Tanpa mau mendengarkan perkataan Julian, Evan langsung memutus sambungan telepon. Ia begitu kalau harus berbicara lama-lama dengan pria yang sudah membunuh calon istrinya dengan sangat brutal.

Kini pandangan Evan beralih ke arah Frederick.

"Ka–kamu siapa? Apa yang kamu mau dariku? " tanya Frederick dengan terbata-bata.

"Aku adalah malaikat pencabut nyawamu, hari ini juga, aku akan mengirimmu ke neraka!! Jadi, bersiaplah untuk menghadapi kematianmu," jawab Evan.

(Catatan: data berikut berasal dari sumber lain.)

use crate::chunk_codec::decode_chunk;
use crate::header::{truncated, ChunkEntry, FileHeader, RegionEntry};
use crate::hilbert::BlockLayout;
use byteorder::{LittleEndian, ReadBytesExt};
use scarif_common::{Coord2, Result, ScarifError};
use scarif_world::Chunk;
use std::collections::BTreeMap;
use std::fs;
use std::io::Cursor;
use std::ops::Range;
use std::path::Path;

/// A compact container held in memory. Regions are decompressed on demand.
#[derive(Debug)]
pub struct ScarifReader {
    header: FileHeader,
    chunks: BTreeMap<Coord2, ChunkEntry>,
    regions: Vec<(RegionEntry, Range<usize>)>,
    dictionary: Vec<u8>,
    bytes: Vec<u8>,
}

impl ScarifReader {
    pub fn open(path: impl AsRef<Path>) -> Result<ScarifReader> {
        ScarifReader::from_bytes(fs::read(path)?)
    }

    pub fn from_bytes(bytes: Vec<u8>) -> Result<ScarifReader> {
        let mut cursor = Cursor::new(bytes.as_slice());
        let header = FileHeader::read(&mut cursor)?;

        let mut chunks = BTreeMap::new();
        for _ in 0..header.chunk_count {
            let entry = ChunkEntry::read(&mut cursor)?;
            if entry.region >= header.region_count {
                return Err(ScarifError::decode(format!(
                    "chunk {} points at region {} of {}",
                    entry.coord, entry.region, header.region_count
                )));
            }
            chunks.insert(entry.coord, entry);
        }

        let mut region_entries = Vec::with_capacity(header.region_count as usize);
        for _ in 0..header.region_count {
            region_entries.push(RegionEntry::read(&mut cursor)?);
        }

        let dict_len = cursor.read_u32::<LittleEndian>().map_err(truncated)? as usize;
        let mut position = cursor.position() as usize;
        let dictionary = if dict_len == 0 {
            Vec::new()
        } else {
            let packed = slice(&bytes, position..position + dict_len)?;
            zstd::decode_all(packed)
                .map_err(|err| ScarifError::decode(format!("corrupt dictionary: {}", err)))?
        };
        position += dict_len;

        let mut regions = Vec::with_capacity(region_entries.len());
        for entry in region_entries {
            let range = position..position + entry.compressed_len as usize;
            slice(&bytes, range.clone())?;
            position = range.end;
            regions.push((entry, range));
        }
        if position != bytes.len() {
            return Err(ScarifError::decode(format!(
                "{} unexpected bytes after the last region",
                bytes.len() - position
            )));
        }

        Ok(ScarifReader {
            header,
            chunks,
            regions,
            dictionary,
            bytes,
        })
    }

    pub fn chunk_count(&self) -> usize {
        self.chunks.len()
    }

    pub fn region_count(&self) -> usize {
        self.regions.len()
    }

    pub fn layout(&self) -> BlockLayout {
        self.header.layout()
    }

    pub fn has_dictionary(&self) -> bool {
        !self.dictionary.is_empty()
    }

    pub fn coords(&self) -> impl Iterator<Item = Coord2> + '_ {
        self.chunks.keys().copied()
    }

    pub fn entry(&self, coord: Coord2) -> Option<&ChunkEntry> {
        self.chunks.get(&coord)
    }

    pub fn region(&self, index: usize) -> Result<Vec<u8>> {
        let (entry, range) = self
            .regions
            .get(index)
            .ok_or_else(|| ScarifError::decode(format!("no region {}", index)))?;
        let packed = &self.bytes[range.clone()];

        let mut decompressor = if self.dictionary.is_empty() {
            zstd::bulk::Decompressor::new()
        } else {
            zstd::bulk::Decompressor::with_dictionary(&self.dictionary)
        }?;
        let raw = decompressor
            .decompress(packed, entry.raw_len as usize)
            .map_err(|err| ScarifError::decode(format!("corrupt region {}: {}", index, err)))?;
        if raw.len() != entry.raw_len as usize {
            return Err(ScarifError::decode(format!(
                "region {} inflated to {} bytes, expected {}",
                index,
                raw.len(),
                entry.raw_len
            )));
        }
        Ok(raw)
    }

    /// Encoded bytes of one chunk, `None` if the file has no chunk there.
    pub fn blob(&self, coord: Coord2) -> Result<Option<Vec<u8>>> {
        let entry = match self.chunks.get(&coord) {
            Some(entry) => entry,
            None => return Ok(None),
        };
        let region = self.region(entry.region as usize)?;
        let start = entry.offset as usize;
        let blob = slice(&region, start..start + entry.length as usize)?;
        Ok(Some(blob.to_vec()))
    }

    pub fn chunk(&self, coord: Coord2) -> Result<Option<Chunk>> {
        match self.blob(coord)? {
            Some(blob) => decode_chunk(&blob, coord, self.layout()).map(Some),
            None => Ok(None),
        }
    }
}

fn slice(bytes: &[u8], range: Range<usize>) -> Result<&[u8]> {
    bytes.get(range.clone()).ok_or_else(|| {
        ScarifError::decode(format!(
            "range {}..{} past the end of {} bytes",
            range.start,
            range.end,
            bytes.len()
        ))
    })
}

Frederick yang kini sudah sadar kalau nyawanya dalam bahaya, ia bergerak cepat membuka pintu mobil dan langsung melompat ke jalanan saat mobil sedang melaju dengan kecepatan sedang.

"Peter, stop!!"

CKIIIITT !!!

Mobil berhenti mendadak, Evan langsung mengeluarkan pistolnya dari balik setelah jasnya. Pria itu lantas mengejar Frederick yang kabur dengan berjalan terpincang-pincang menjauhi mobil Evan.

"Percuma saja kamu mencoba kabur dariku!! Aku tidak akan pernah membiarkan klan Zeus lolos begitu saja!!'' Evan semakin mempercepat langkahnya karena tidak ingin kehilangan jejak Frederick.

Evan kemudian membidikkan pistolnya ke arah Frederick, lelaki itu terlihat sesekali menoleh ke belakang untuk memantau keberadaan Evan yang masih mengejarnya. Frederick pun semakin mempercepat langkahnya saat ia melihat Evan sedang membidikkan pistol ke arahnya.

Kini Frederick benar-benar bingung hendak lari ke arah mana, jalanan yang ia lalui sangatlah lengang dan jarang ada mobil yang melintas. Di sisi sebelah kirinya adalah tebing curam yang di bawahnya hanyalah bebatuan, tidak mungkin juga ia mau melompat dan mati konyol. Tapi ia akan tetap mati karena Evan terus saja mengejarnya dari arah belakang.

"Menyerah saja, Frederick!! Kamu tidak akan pernah bisa lari dari takdir kematianmu," teriak Evan dari arah belakang.

Frederick kini hanya bisa pasrah, ia lantas berbalik menghadap Evan

DOOORRRR!!!!

"AKKKHHHH!!" tubuh Frederick roboh dan jatuh ke atas tanah setelah tertembus timah panas.